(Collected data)
== Segment start ==

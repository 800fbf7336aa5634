//! HTTP client trait abstraction.
//!
//! The fetchers only ever issue GET requests, so the seam is a single
//! method. Production code plugs in [`crate::adapters::ReqwestHttpClient`];
//! tests plug in [`crate::adapters::mock::MockHttpClient`].

use async_trait::async_trait;
use bytes::Bytes;
use std::collections::HashMap;
use thiserror::Error;

/// HTTP headers represented as a key-value map.
pub type Headers = HashMap<String, String>;

/// HTTP response wrapper.
#[derive(Debug, Clone)]
pub struct Response {
    /// HTTP status code
    pub status: u16,
    /// Response headers
    pub headers: Headers,
    /// Response body
    pub body: Bytes,
}

impl Response {
    /// Create a new response.
    pub fn new(status: u16, body: impl Into<Bytes>) -> Self {
        Self {
            status,
            headers: HashMap::new(),
            body: body.into(),
        }
    }

    /// Create a new response with headers.
    pub fn with_headers(status: u16, headers: Headers, body: Bytes) -> Self {
        Self {
            status,
            headers,
            body,
        }
    }

    /// Shorthand for a 200 response carrying a JSON body.
    pub fn json_ok(body: &serde_json::Value) -> Self {
        let mut headers = HashMap::new();
        headers.insert("content-type".to_string(), "application/json".to_string());
        Self::with_headers(200, headers, Bytes::from(body.to_string()))
    }

    /// Check if the response indicates success (2xx status).
    pub fn is_success(&self) -> bool {
        (200..300).contains(&self.status)
    }

    /// Get the response body as a string, replacing invalid UTF-8.
    pub fn text_lossy(&self) -> String {
        String::from_utf8_lossy(&self.body).into_owned()
    }

    /// Parse the response body as JSON.
    pub fn json<T: serde::de::DeserializeOwned>(&self) -> Result<T, serde_json::Error> {
        serde_json::from_slice(&self.body)
    }
}

/// Transport-level failures. Status codes are not errors at this layer;
/// callers decide what a non-2xx response means.
#[derive(Debug, Clone, PartialEq, Eq, Error)]
pub enum HttpError {
    #[error("Connection failed: {0}")]
    ConnectionFailed(String),

    #[error("Request timeout: {0}")]
    Timeout(String),

    #[error("Invalid URL: {0}")]
    InvalidUrl(String),

    #[error("Request cancelled")]
    Cancelled,

    #[error("HTTP error: {0}")]
    Other(String),
}

/// Trait for HTTP client operations.
///
/// # Example
///
/// ```ignore
/// use starships::traits::{HttpClient, Headers, HttpError};
///
/// async fn fetch_text<C: HttpClient>(client: &C) -> Result<String, HttpError> {
///     let response = client.get("https://swapi.dev/api/starships", &Headers::new()).await?;
///     Ok(response.text_lossy())
/// }
/// ```
#[async_trait]
pub trait HttpClient: Send + Sync {
    /// Perform a GET request.
    async fn get(&self, url: &str, headers: &Headers) -> Result<Response, HttpError>;
}
//! Keyboard handling.
//!
//! | Key | Action |
//! |-----|--------|
//! | `h` | Home |
//! | `s` | Ships |
//! | `g`, `:` | Open the address bar |
//! | `Enter` | Follow the selected link / go to the typed path |
//! | `Esc` | Close the address bar |
//! | `Up`/`k`, `Down`/`j` | Move the list selection |
//! | `b`, `Backspace`, `Alt+Left` | Back |
//! | `f`, `Alt+Right` | Forward |
//! | `r` | Reload the page |
//! | `q`, `Ctrl+C` | Quit |

use crossterm::event::{KeyCode, KeyEvent, KeyModifiers};

use super::App;
use crate::router::SHIPS_PATH;

impl App {
    pub fn handle_key(&mut self, key: KeyEvent) {
        self.needs_redraw = true;

        if key.code == KeyCode::Char('c') && key.modifiers.contains(KeyModifiers::CONTROL) {
            self.quit();
            return;
        }

        if self.address_bar.is_open() {
            self.handle_address_key(key);
            return;
        }

        let alt = key.modifiers.contains(KeyModifiers::ALT);
        // Letter commands only fire unmodified (Shift aside).
        let plain = key.modifiers.difference(KeyModifiers::SHIFT).is_empty();
        if matches!(key.code, KeyCode::Char(_)) && !plain {
            return;
        }
        match key.code {
            KeyCode::Char('q') => self.quit(),
            KeyCode::Char('h') => self.navigate("/"),
            KeyCode::Char('s') => self.navigate(SHIPS_PATH),
            KeyCode::Char('g') | KeyCode::Char(':') => {
                let current = self.current_path().to_string();
                self.address_bar.open(&current);
            }
            KeyCode::Left if alt => {
                self.back();
            }
            KeyCode::Right if alt => {
                self.forward();
            }
            KeyCode::Char('b') | KeyCode::Backspace => {
                self.back();
            }
            KeyCode::Char('f') => {
                self.forward();
            }
            KeyCode::Char('r') => self.reload(),
            KeyCode::Up | KeyCode::Char('k') => self.select_prev(),
            KeyCode::Down | KeyCode::Char('j') => self.select_next(),
            KeyCode::Enter => {
                self.open_selected();
            }
            _ => {}
        }
    }

    fn handle_address_key(&mut self, key: KeyEvent) {
        match key.code {
            KeyCode::Esc => self.address_bar.close(),
            KeyCode::Enter => self.submit_address(),
            KeyCode::Backspace => self.address_bar.backspace(),
            KeyCode::Char('u') if key.modifiers.contains(KeyModifiers::CONTROL) => {
                self.address_bar.clear()
            }
            KeyCode::Char(c) if !key.modifiers.contains(KeyModifiers::CONTROL) => {
                self.address_bar.push(c)
            }
            _ => {}
        }
    }
}
//! Diagnostic output seam.
//!
//! Fetch failures are reported through a [`DiagnosticSink`] handed to the
//! app at construction, so where they end up (log file, memory, nowhere) is
//! a wiring decision rather than a hardcoded console write.

use std::fmt;

/// Severity of a diagnostic entry.
#[derive(Debug, Clone, Copy, PartialEq, Eq, PartialOrd, Ord, Hash)]
pub enum DiagnosticLevel {
    Trace,
    Debug,
    Info,
    Warn,
    Error,
}

impl DiagnosticLevel {
    /// Parse a level name (case-insensitive). `warning` is accepted for `warn`.
    pub fn parse(name: &str) -> Option<Self> {
        match name.trim().to_ascii_lowercase().as_str() {
            "trace" => Some(Self::Trace),
            "debug" => Some(Self::Debug),
            "info" => Some(Self::Info),
            "warn" | "warning" => Some(Self::Warn),
            "error" => Some(Self::Error),
            _ => None,
        }
    }

    pub fn as_str(&self) -> &'static str {
        match self {
            Self::Trace => "trace",
            Self::Debug => "debug",
            Self::Info => "info",
            Self::Warn => "warn",
            Self::Error => "error",
        }
    }
}

impl fmt::Display for DiagnosticLevel {
    fn fmt(&self, f: &mut fmt::Formatter<'_>) -> fmt::Result {
        f.write_str(self.as_str())
    }
}

/// Receiver for leveled diagnostic entries.
///
/// Implementations must be cheap to call from the UI loop; they should not
/// block on I/O.
pub trait DiagnosticSink: Send + Sync {
    /// Record one entry.
    fn record(&self, level: DiagnosticLevel, message: &str);

    fn error(&self, message: &str) {
        self.record(DiagnosticLevel::Error, message);
    }

    fn warn(&self, message: &str) {
        self.record(DiagnosticLevel::Warn, message);
    }

    fn info(&self, message: &str) {
        self.record(DiagnosticLevel::Info, message);
    }
}

#[cfg(test)]
mod tests {
    use super::*;

    #[test]
    fn test_parse_levels() {
        assert_eq!(DiagnosticLevel::parse("error"), Some(DiagnosticLevel::Error));
        assert_eq!(DiagnosticLevel::parse("WARN"), Some(DiagnosticLevel::Warn));
        assert_eq!(DiagnosticLevel::parse("warning"), Some(DiagnosticLevel::Warn));
        assert_eq!(DiagnosticLevel::parse(" info "), Some(DiagnosticLevel::Info));
        assert_eq!(DiagnosticLevel::parse("debug"), Some(DiagnosticLevel::Debug));
        assert_eq!(DiagnosticLevel::parse("trace"), Some(DiagnosticLevel::Trace));
        assert_eq!(DiagnosticLevel::parse("loud"), None);
    }

    #[test]
    fn test_levels_are_ordered_by_severity() {
        assert!(DiagnosticLevel::Error > DiagnosticLevel::Warn);
        assert!(DiagnosticLevel::Warn > DiagnosticLevel::Info);
        assert!(DiagnosticLevel::Debug > DiagnosticLevel::Trace);
    }

    #[test]
    fn test_display_round_trips_through_parse() {
        for level in [
            DiagnosticLevel::Trace,
            DiagnosticLevel::Debug,
            DiagnosticLevel::Info,
            DiagnosticLevel::Warn,
            DiagnosticLevel::Error,
        ] {
            assert_eq!(DiagnosticLevel::parse(&level.to_string()), Some(level));
        }
    }
}
//! Command-line argument parsing.

use std::path::PathBuf;

use thiserror::Error;

use crate::traits::DiagnosticLevel;

pub const USAGE: &str = "\
Usage: starships [OPTIONS] [PATH]

Browse starships from the Star Wars API in the terminal.

Arguments:
  [PATH]                 Page to open first: /, /ships or /ships/<id> [default: /]

Options:
      --api-base <URL>   API base URL [env: STARSHIPS_API_BASE]
      --log-level <LVL>  error, warn, info, debug or trace [env: STARSHIPS_LOG]
      --log-file <PATH>  Log file location [env: STARSHIPS_LOG_FILE]
      --timeout <SECS>   Give up on a request after SECS seconds [env: STARSHIPS_TIMEOUT]
  -h, --help             Print help
  -V, --version          Print version";

/// Parsed CLI command to execute.
#[derive(Debug, Clone, PartialEq, Eq)]
pub enum CliCommand {
    Version,
    Help,
    /// Run the TUI (default)
    Run(RunArgs),
}

/// Flags for the TUI. `None` means "not given on the command line".
#[derive(Debug, Clone, Default, PartialEq, Eq)]
pub struct RunArgs {
    pub api_base: Option<String>,
    pub log_level: Option<DiagnosticLevel>,
    pub log_file: Option<PathBuf>,
    pub timeout_secs: Option<u64>,
    pub path: Option<String>,
}

#[derive(Debug, Clone, PartialEq, Eq, Error)]
pub enum ArgsError {
    #[error("missing value for {0}")]
    MissingValue(String),

    #[error("invalid value '{value}' for {flag}")]
    InvalidValue { flag: String, value: String },

    #[error("unknown option '{0}'")]
    UnknownOption(String),

    #[error("unexpected argument '{0}'")]
    UnexpectedArgument(String),
}

/// Parse command-line arguments. The first item is the program name.
///
/// `--version` and `--help` win over everything else on the line.
///
/// # Examples
///
/// ```
/// use starships::cli::args::{parse_args, CliCommand};
///
/// let args = vec!["starships".to_string(), "--version".to_string()];
/// assert_eq!(parse_args(args.into_iter()).unwrap(), CliCommand::Version);
/// ```
pub fn parse_args<I>(args: I) -> Result<CliCommand, ArgsError>
where
    I: Iterator<Item = String>,
{
    let args: Vec<String> = args.skip(1).collect();

    for arg in &args {
        match arg.as_str() {
            "--version" | "-V" => return Ok(CliCommand::Version),
            "--help" | "-h" => return Ok(CliCommand::Help),
            _ => {}
        }
    }

    let mut run = RunArgs::default();
    let mut iter = args.into_iter();

    while let Some(arg) = iter.next() {
        if arg == "--" {
            if let Some(path) = iter.next() {
                set_path(&mut run, path)?;
            }
            continue;
        }
        if !arg.starts_with('-') {
            set_path(&mut run, arg)?;
            continue;
        }
        if !arg.starts_with("--") {
            return Err(ArgsError::UnknownOption(arg));
        }

        let (flag, inline) = match arg.split_once('=') {
            Some((flag, value)) => (flag.to_string(), Some(value.to_string())),
            None => (arg.clone(), None),
        };

        let mut value = || -> Result<String, ArgsError> {
            match inline.clone() {
                Some(v) => Ok(v),
                None => iter
                    .next()
                    .ok_or_else(|| ArgsError::MissingValue(flag.clone())),
            }
        };

        match flag.as_str() {
            "--api-base" => run.api_base = Some(value()?),
            "--log-level" => {
                let raw = value()?;
                let level = DiagnosticLevel::parse(&raw).ok_or_else(|| ArgsError::InvalidValue {
                    flag: flag.clone(),
                    value: raw.clone(),
                })?;
                run.log_level = Some(level);
            }
            "--log-file" => run.log_file = Some(PathBuf::from(value()?)),
            "--timeout" => {
                let raw = value()?;
                let secs = raw.parse().map_err(|_| ArgsError::InvalidValue {
                    flag: flag.clone(),
                    value: raw.clone(),
                })?;
                run.timeout_secs = Some(secs);
            }
            _ => return Err(ArgsError::UnknownOption(flag)),
        }
    }

    Ok(CliCommand::Run(run))
}

fn set_path(run: &mut RunArgs, path: String) -> Result<(), ArgsError> {
    if run.path.is_some() {
        return Err(ArgsError::UnexpectedArgument(path));
    }
    run.path = Some(path);
    Ok(())
}
//! Path routing and navigation history.
//!
//! | Path | Route |
//! |------|-------|
//! | `/` | [`Route::Main`] |
//! | `/ships` | [`Route::List`] |
//! | `/ships/:id` | [`Route::Detail`] |
//! | anything else | [`Route::NotFound`] |

mod history;
mod route;

pub use history::History;
pub use route::{normalize_path, Route, SHIPS_PATH};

== Segment end ==

=== WORK ORDER ===
If a line of the entries holds the word "traits", copy it out.

=== WRITTEN REPLY ===
/// use starships::traits::{HttpClient, Headers, HttpError};
use crate::traits::DiagnosticLevel;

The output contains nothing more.